El padre, Colin Gray, de 54 años de edad, fue acusado de cuatro homicidios involuntarios, dos homicidios en segundo grado y ocho cargos de crueldad hacia los niños, informó la Oficina de Investigaciones de Georgia. Estos cargos son los más severos jamás presentados contra un progenitor en casos de matanzas escolares en Estados Unidos. Según el director de la GBI, Chris Hosey, “estos cargos están directamente relacionados con permitir que su hijo, Colt, posea un arma”.

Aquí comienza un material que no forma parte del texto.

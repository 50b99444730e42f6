//! Credential storage abstraction.
//!
//! The host application owns the secure storage (keychain, keystore,
//! encrypted preferences). This crate only needs get/set/remove of three
//! opaque strings, expressed by the [`CredentialStore`] trait.

use std::collections::HashMap;
use std::fmt;
use std::sync::Mutex;

use crate::sync::lock;

/// The values the session layer persists.
#[derive(Debug, Clone, Copy, PartialEq, Eq, Hash)]
pub enum CredentialKey {
    /// Short-lived bearer token.
    AccessToken,
    /// Long-lived, single-use renewal token.
    RefreshToken,
    /// Stable identifier of the logged-in player.
    PlayerId,
}

impl CredentialKey {
    /// Every key, in the order they are cleared.
    pub const ALL: [CredentialKey; 3] = [Self::AccessToken, Self::RefreshToken, Self::PlayerId];

    /// Storage key name.
    pub fn as_str(&self) -> &'static str {
        match self {
            Self::AccessToken => "access_token",
            Self::RefreshToken => "refresh_token",
            Self::PlayerId => "player_id",
        }
    }
}

impl fmt::Display for CredentialKey {
    fn fmt(&self, f: &mut fmt::Formatter<'_>) -> fmt::Result {
        f.write_str(self.as_str())
    }
}

/// Opaque key-value storage for session credentials.
///
/// Implementations must be cheap enough to call while the session manager
/// holds its internal lock; the token pair is written inside a single
/// critical section so readers never observe a mismatched pair.
pub trait CredentialStore: Send + Sync + 'static {
    /// Read a stored value.
    fn get(&self, key: CredentialKey) -> Option<String>;

    /// Store a value, replacing any previous one.
    fn set(&self, key: CredentialKey, value: &str);

    /// Delete a value. Deleting a missing key is not an error.
    fn remove(&self, key: CredentialKey);

    /// Delete every session value.
    fn clear(&self) {
        for key in CredentialKey::ALL {
            self.remove(key);
        }
    }
}

/// In-memory [`CredentialStore`], useful for tests and headless tools.
#[derive(Default)]
pub struct MemoryCredentialStore {
    values: Mutex<HashMap<CredentialKey, String>>,
}

impl MemoryCredentialStore {
    /// Create an empty store.
    pub fn new() -> Self {
        Self::default()
    }

    /// Create a store pre-populated with a full session.
    pub fn with_session(access_token: &str, refresh_token: &str, player_id: &str) -> Self {
        let store = Self::new();
        store.set(CredentialKey::AccessToken, access_token);
        store.set(CredentialKey::RefreshToken, refresh_token);
        store.set(CredentialKey::PlayerId, player_id);
        store
    }

    /// Number of stored values.
    pub fn len(&self) -> usize {
        lock(&self.values).len()
    }

    /// Returns `true` if nothing is stored.
    pub fn is_empty(&self) -> bool {
        lock(&self.values).is_empty()
    }
}

impl CredentialStore for MemoryCredentialStore {
    fn get(&self, key: CredentialKey) -> Option<String> {
        lock(&self.values).get(&key).cloned()
    }

    fn set(&self, key: CredentialKey, value: &str) {
        lock(&self.values).insert(key, value.to_string());
    }

    fn remove(&self, key: CredentialKey) {
        lock(&self.values).remove(&key);
    }
}

impl fmt::Debug for MemoryCredentialStore {
    fn fmt(&self, f: &mut fmt::Formatter<'_>) -> fmt::Result {
        // Never print the tokens themselves.
        let keys: Vec<&'static str> = lock(&self.values).keys().map(|k| k.as_str()).collect();
        f.debug_struct("MemoryCredentialStore")
            .field("keys", &keys)
            .finish()
    }
}

#[cfg(test)]
#[allow(clippy::unwrap_used, clippy::expect_used, clippy::panic)]
mod tests {
    use super::*;

    #[test]
    fn set_get_remove() {
        let store = MemoryCredentialStore::new();
        assert!(store.get(CredentialKey::AccessToken).is_none());

        store.set(CredentialKey::AccessToken, "abc");
        assert_eq!(store.get(CredentialKey::AccessToken).as_deref(), Some("abc"));

        store.set(CredentialKey::AccessToken, "def");
        assert_eq!(store.get(CredentialKey::AccessToken).as_deref(), Some("def"));

        store.remove(CredentialKey::AccessToken);
        assert!(store.is_empty());
    }

    #[test]
    fn clear_removes_every_key() {
        let store = MemoryCredentialStore::with_session("a", "r", "p");
        assert_eq!(store.len(), 3);
        store.clear();
        assert!(store.is_empty());
    }

    #[test]
    fn debug_does_not_leak_tokens() {
        let store = MemoryCredentialStore::with_session("secret-access", "secret-refresh", "p1");
        let rendered = format!("{store:?}");
        assert!(!rendered.contains("secret"));
        assert!(rendered.contains("access_token"));
    }
}
#[tokio::test(start_paused = true)]
async fn restore_with_missing_key_stays_logged_out() {
    let store = Arc::new(MemoryCredentialStore::new());
    store.set(CredentialKey::AccessToken, "a");
    store.set(CredentialKey::PlayerId, PLAYER_ID);

    let h = Harness::with_store(ClientConfig::default(), store);
    assert!(h.client.session().restore().is_none());
    assert_eq!(h.client.session().state(), SessionState::LoggedOut);
    assert_eq!(h.connector.open_attempts(), 0);
}

// ════════════════════════════════════════════════════════════════════
// Renewal
// ════════════════════════════════════════════════════════════════════

#[tokio::test(start_paused = true)]
async fn concurrent_renewals_share_one_refresh_call() {
    let h = Harness::new();
    h.login().await;

    let session = h.client.session();
    let (a, b, c) = tokio::join!(session.renew(), session.renew(), session.renew());

    assert_eq!(h.backend.refresh_calls(), 1);
    let a = a.expect("renewed token");
    assert_eq!(b.as_deref(), Some(a.as_str()));
    assert_eq!(c.as_deref(), Some(a.as_str()));
    assert_eq!(session.access_token().as_deref(), Some(a.as_str()));
}

#[tokio::test(start_paused = true)]
async fn late_renew_joins_in_flight_refresh() {
    let h = Harness::new();
    h.login().await;

    let mut first = tokio_test::task::spawn(h.client.session().renew());
    tokio_test::assert_pending!(first.poll());
    assert_eq!(h.client.session().state(), SessionState::Refreshing);

    tokio::time::sleep(Duration::from_millis(20)).await;
    let mut second = tokio_test::task::spawn(h.client.session().renew());
    tokio_test::assert_pending!(second.poll());

    tokio::time::sleep(Duration::from_millis(40)).await;
    let a = tokio_test::assert_ready!(first.poll());
    let b = tokio_test::assert_ready!(second.poll());
    assert!(a.is_some());
    assert_eq!(a, b);
    assert_eq!(h.backend.refresh_calls(), 1);
}

#[tokio::test(start_paused = true)]
async fn renewal_persists_both_rotated_tokens_together() {
    let mut h = Harness::new();
    let before = h.login().await;

    let renewed = h.client.session().renew().await.expect("renewed");
    assert_ne!(renewed, before.access_token);

    let stored_access = h.store.get(CredentialKey::AccessToken).unwrap();
    let stored_refresh = h.store.get(CredentialKey::RefreshToken).unwrap();
    assert_eq!(stored_access, renewed);
    assert_eq!(h.backend.paired_refresh(&stored_access), Some(stored_refresh));

    let events = h.drain_events();
    assert_eq!(
        events.last(),
        Some(&SessionEvent::TokensRenewed {
            player_id: PLAYER_ID.into()
        })
    );
}

#[tokio::test(start_paused = true)]
async fn refresh_state_is_visible_while_in_flight() {
    let h = Harness::new();
    h.login().await;
    h.backend.set_refresh_latency(Duration::from_secs(1));

    let session = h.client.session().clone();
    let task = tokio::spawn(async move { session.renew().await });
    wait_until(Duration::from_millis(100), || {
        h.client.session().state() == SessionState::Refreshing
    })
    .await;
    assert_eq!(
        h.client.session().refresh_started_at(),
        Some(common::START_MS)
    );

    assert!(task.await.unwrap().is_some());
    assert_eq!(h.client.session().state(), SessionState::Authenticated);
    assert_eq!(h.client.session().refresh_started_at(), None);
}

#[tokio::test(start_paused = true)]
async fn proactive_timer_fires_margin_before_expiry() {
    let h = Harness::new();
    h.backend.set_token_ttl(Duration::from_secs(120));
    h.login().await;
    assert!(h.client.session().is_renewal_scheduled());

    tokio::time::sleep(Duration::from_secs(59)).await;
    assert_eq!(h.backend.refresh_calls(), 0);

    tokio::time::sleep(Duration::from_secs(2)).await;
    assert_eq!(h.backend.refresh_calls(), 1);
    assert_eq!(h.client.session().state(), SessionState::Authenticated);
    assert!(h.client.session().is_renewal_scheduled());
}

#[tokio::test(start_paused = true)]
async fn token_issued_inside_margin_renews_once_not_in_a_loop() {
    let h = Harness::new();
    h.backend.set_token_ttl(Duration::from_secs(30));
    h.login().await;

    tokio::time::sleep(Duration::from_secs(5)).await;
    assert_eq!(h.backend.refresh_calls(), 1);
    assert!(!h.client.session().is_renewal_scheduled());

    tokio::time::sleep(Duration::from_secs(60)).await;
    assert_eq!(h.backend.refresh_calls(), 1);
}

#[tokio::test(start_paused = true)]
async fn get_valid_token_renews_inside_margin() {
    let h = Harness::new();
    h.backend.set_token_ttl(Duration::from_secs(600));
    let session = h.login().await;

    let token = h.client.session().get_valid_token().await;
    assert_eq!(token.as_deref(), Some(session.access_token.as_str()));
    assert_eq!(h.backend.refresh_calls(), 0);

    // 9.5 minutes later the token is within a minute of expiry.
    h.clock.advance(Duration::from_secs(570));
    let token = h.client.session().get_valid_token().await.unwrap();
    assert_ne!(token, session.access_token);
    assert_eq!(h.backend.refresh_calls(), 1);
}

#[tokio::test(start_paused = true)]
async fn relogin_replaces_renewal_timer() {
    let h = Harness::new();
    h.backend.set_token_ttl(Duration::from_secs(120));
    h.login().await;
    h.client.session().logout(false).await.unwrap();
    assert!(!h.client.session().is_renewal_scheduled());

    tokio::time::sleep(Duration::from_secs(30)).await;
    h.login().await;
    assert!(h.client.session().is_renewal_scheduled());

    // The first timer would have fired at t=60s; the replacement at t=90s.
    tokio::time::sleep(Duration::from_secs(45)).await;
    assert_eq!(h.backend.refresh_calls(), 0);
    tokio::time::sleep(Duration::from_secs(20)).await;
    assert_eq!(h.backend.refresh_calls(), 1);
}

#[tokio::test(start_paused = true)]
async fn refresh_completing_after_logout_is_discarded() {
    let h = Harness::new();
    h.login().await;
    h.backend.set_refresh_latency(Duration::from_secs(1));

    let session = h.client.session().clone();
    let renewal = tokio::spawn(async move { session.renew().await });
    tokio::time::sleep(Duration::from_millis(10)).await;
    assert_eq!(h.client.session().state(), SessionState::Refreshing);

    h.client.session().logout(false).await.unwrap();
    assert_eq!(h.client.session().state(), SessionState::LoggedOut);

    assert_eq!(renewal.await.unwrap(), None);
    assert_eq!(h.client.session().state(), SessionState::LoggedOut);
    assert!(h.client.session().current_session().is_none());
    assert!(h.store.is_empty());
}

#[tokio::test(start_paused = true)]
async fn failed_refresh_forces_logout() {
    let mut h = Harness::new();
    h.login().await;
    h.drain_events();
    h.backend.set_fail_refresh(true);

    assert_eq!(h.client.session().renew().await, None);

    assert_eq!(h.client.session().state(), SessionState::LoggedOut);
    assert!(h.client.session().is_session_expired());
    assert!(h.store.is_empty());
    assert_eq!(
        h.drain_events(),
        vec![SessionEvent::LoggedOut {
            reason: LogoutReason::RefreshFailed,
            forced: true,
        }]
    );
}

#[tokio::test(start_paused = true)]
async fn failed_refresh_does_not_wait_on_full_event_channel() {
    let config = ClientConfig::default()
        .with_session(SessionConfig::default().with_event_channel_capacity(1));
    let mut h = Harness::with_config(config);
    // The LoggedIn event fills the channel and is left unread.
    h.login().await;
    h.backend.set_fail_refresh(true);

    let renewed = tokio::time::timeout(Duration::from_secs(5), h.client.session().renew()).await;
    assert_eq!(renewed.expect("renew must not block on event delivery"), None);
    assert_eq!(h.client.session().state(), SessionState::LoggedOut);
    assert!(h.store.is_empty());

    assert!(matches!(h.events.recv().await, Some(SessionEvent::LoggedIn { .. })));
    assert_eq!(
        h.events.recv().await,
        Some(SessionEvent::LoggedOut {
            reason: LogoutReason::RefreshFailed,
            forced: true,
        })
    );
}

#[tokio::test(start_paused = true)]
async fn renew_without_session_is_none() {
    let h = Harness::new();
    assert_eq!(h.client.session().renew().await, None);
    assert_eq!(h.backend.refresh_calls(), 0);
}

// ════════════════════════════════════════════════════════════════════
// Logout
// ════════════════════════════════════════════════════════════════════

#[tokio::test(start_paused = true)]
async fn explicit_logout_revokes_and_clears() {
    let mut h = Harness::new();
    let session = h.login().await;
    h.drain_events();

    h.client.session().logout(true).await.unwrap();

    let revokes = h.backend.requests_to("/auth/logout");
    assert_eq!(revokes.len(), 1);
    assert_eq!(revokes[0].bearer.as_deref(), Some(session.access_token.as_str()));
    assert_eq!(revokes[0].body.as_ref().unwrap()["all_sessions"], true);

    assert_eq!(h.client.session().state(), SessionState::LoggedOut);
    assert!(!h.client.session().is_session_expired());
    assert!(h.store.is_empty());
    assert_eq!(
        h.drain_events(),
        vec![SessionEvent::LoggedOut {
            reason: LogoutReason::UserInitiated,
            forced: false,
        }]
    );
}

#[tokio::test(start_paused = true)]
async fn logout_while_logged_out_only_clears_store() {
    let store = Arc::new(MemoryCredentialStore::new());
    store.set(CredentialKey::PlayerId, PLAYER_ID);
    let mut h = Harness::with_store(ClientConfig::default(), store);

    h.client.session().logout(false).await.unwrap();
    assert!(h.store.is_empty());
    assert!(h.backend.requests_to("/auth/logout").is_empty());
    assert!(h.drain_events().is_empty());
}

#[tokio::test(start_paused = true)]
async fn forced_logout_is_debounced() {
    let mut h = Harness::new();
    h.login().await;
    assert!(h.client.session().force_logout(LogoutReason::Unauthorized).await);

    h.clock.advance(Duration::from_millis(500));
    h.login().await;
    assert!(!h.client.session().force_logout(LogoutReason::Retry401).await);
    assert_eq!(h.client.session().state(), SessionState::Authenticated);

    h.clock.advance(Duration::from_millis(2000));
    assert!(h.client.session().force_logout(LogoutReason::Retry401).await);

    let logouts: Vec<_> = h
        .drain_events()
        .into_iter()
        .filter(|e| matches!(e, SessionEvent::LoggedOut { .. }))
        .collect();
    assert_eq!(
        logouts,
        vec![
            SessionEvent::LoggedOut {
                reason: LogoutReason::Unauthorized,
                forced: true,
            },
            SessionEvent::LoggedOut {
                reason: LogoutReason::Retry401,
                forced: true,
            },
        ]
    );
}

#[tokio::test(start_paused = true)]
async fn simultaneous_forced_logouts_run_once() {
    let mut h = Harness::new();
    h.login().await;
    h.drain_events();

    let session = h.client.session();
    let (a, b) = tokio::join!(
        session.force_logout(LogoutReason::Unauthorized),
        session.force_logout(LogoutReason::Retry401)
    );
    assert!(a ^ b, "exactly one forced logout should run");
    assert_eq!(h.drain_events().len(), 1);
}

#[tokio::test(start_paused = true)]
async fn forced_logout_is_suppressed_while_refreshing() {
    let h = Harness::new();
    h.login().await;
    h.backend.set_refresh_latency(Duration::from_secs(1));

    let session = h.client.session().clone();
    let renewal = tokio::spawn(async move { session.renew().await });
    tokio::time::sleep(Duration::from_millis(10)).await;

    assert!(!h.client.session().force_logout(LogoutReason::Retry401).await);
    assert!(renewal.await.unwrap().is_some());
    assert_eq!(h.client.session().state(), SessionState::Authenticated);
}

#[tokio::test(start_paused = true)]
async fn logout_disconnects_stream() {
    let h = Harness::new();
    h.login().await;
    wait_until(Duration::from_secs(1), || {
        h.client.stream().state() == voidline_client::ConnectionState::Subscribed
    })
    .await;
    let server = h.connector.latest();

    h.client.session().logout(false).await.unwrap();
    wait_until(Duration::from_secs(1), || server.closed()).await;
    assert_eq!(
        h.client.stream().state(),
        voidline_client::ConnectionState::Disconnected
    );
    assert_eq!(h.client.stream().player_id(), None);
}

#[tokio::test(start_paused = true)]
async fn shutdown_keeps_credentials_for_next_launch() {
    let h = Harness::new();
    h.login().await;
    h.client.shutdown();

    assert!(!h.client.session().is_renewal_scheduled());
    assert_eq!(h.store.len(), 3);
    assert_eq!(h.client.session().state(), SessionState::Authenticated);
}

El adolescente utilizó un rifle semiautomático AR-15 en el ataque en la secundaria Apalachee, cerca de Atlanta. Este tipo de arma es una de las más comunes en los tiroteos masivos en el país. El padre le había regalado el rifle en Navidad de 2023, a pesar de que las autoridades ya lo habían entrevistado el año anterior por amenazas de ataque en una escuela.
El caso se complica aún más debido a que, según informes, el chico había mostrado señales de advertencia, incluyendo amenazas en línea, pero la situación fue minimizada por las autoridades. A pesar de las alertas, el padre compró el AR-15 como regalo de Navidad.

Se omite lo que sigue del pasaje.